Here I would then configure without any outstanding transactions and just defining the BURST size.

Would this be a valid design for high throughput from AXI master to DDR?

Again this is my main reason why I opened this thread.

With > 3 Gbps I would get overflows on the AXI master side - here I'm running with 160 MHz @ 256b and don't know why I have overflows.
DDR is working with 200 MHz @ 512b and it doesn't make sense for me why I get overflows then - We faced such issues previously and we checked in simulation that Avalon <-> AXI (mm_interconnect) does not response fast enough with a valid indication.
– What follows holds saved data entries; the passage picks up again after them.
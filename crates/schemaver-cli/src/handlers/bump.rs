//! Bump command handler

use super::utils::{load_schema, resolve_current_version};
use crate::cli::BumpArgs;
use crate::config::Config;
use crate::error::Result;
use crate::logging::timing::Timer;
use crate::output::{OutputWriter, ReportEnvelope};
use schemaver_core::VersionReport;
use schemaver_schemas::SchemaLoader;
use tracing::{info, instrument};

/// Handle the bump command
#[instrument(skip(args, config, output), fields(new = %args.new_schema.display()))]
pub fn handle_bump(args: BumpArgs, config: &Config, output: &mut OutputWriter) -> Result<()> {
    let _timer = Timer::with_details("bump_command", &args.new_schema.display().to_string());

    let report = compute(&args, config)?;
    info!(from = %report.previous_version, to = %report.next_version, "bump computed");

    output.bump_report(&ReportEnvelope::new(&args.new_schema, args.old.as_deref(), &report))
}

fn compute(args: &BumpArgs, config: &Config) -> Result<VersionReport> {
    let current = resolve_current_version(args.current.as_deref(), config)?;

    let mut loader = SchemaLoader::new();
    let new_schema = load_schema(&mut loader, &args.new_schema)?;
    let old_schema = args
        .old
        .as_deref()
        .map(|path| load_schema(&mut loader, path))
        .transpose()?;

    Ok(schemaver_core::compute_report(&new_schema, old_schema.as_ref(), &current)?)
}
Furthermore we figured out to do protocol conversion and CDC (AXI 160 MHz @ 256b <-> Avalon 200 MHz @ 512b) is even worse in throughput than doing the protocol conversion first and then the CDC from Avalon <-> Avalon only.

Here I really want to be sure to support a data rate > 10 Gbps which should be possible with a BURST size of 32 in a 160 MHz @ 256b domain.

Would you recommend to just set max. read/write outstanding to 0 and just do the connection with Avalon <-> AXI BURST/bitwidth conversion?

Kind regards,

Michael

Pramod_atintel · ‎11-04-2021

Hi Michael,

I am building a system with PCIe endpoint <-> AXI <-> HBM2.

I had a query regarding whether AXI interface able to support larger burstcount ? I have enabled burstcount greater than 32 in HBM controller.

Still, when I increase the burstcount in software to greater than 2, the HBM controller doesnt respond with data.

Did you face such issues interfacing AXI with HBM

Best Regards,

Pramod

MichaelB · ‎11-05-2021

Hi Pramod,

we did a similar architecture where we had multiple masters connected to a single HBM2 channel + PCIe DMA access, too.
Here the HBM2 burst controller seems to have a bug in some specific Quartus versions (Q20.4 and lower).

We succeeded with a solution provided by Intel to patch the IP files after IP generation (yes, you won't be able to use the common tool flow anymore sadly). With Quartus 21.1 you will have this fix provided in the IP again.

https://www.intel.com/content/www/us/en/support/programmable/articles/000086781.html

For us it was a long way to debug this. Hopefully this will help you.

FYI:
We currently didn't switch to 21.1 because with 20.4 we got no timing violations in our design and with 21.1 the retiming process is not working properly again. With this we got tremendous timing violations and there we did not get a clear information from Intel support team why this is happening with a version upgrade.
Let's see if this is fixed in further versions...

Kind regards,

Michael

Pramod_atintel · ‎11-05-2021

Hi Michael,

Thanks for the reply.

I am using Quartus 21.3 version. That should have solved the burst count issue, but still I am seeing the same issue.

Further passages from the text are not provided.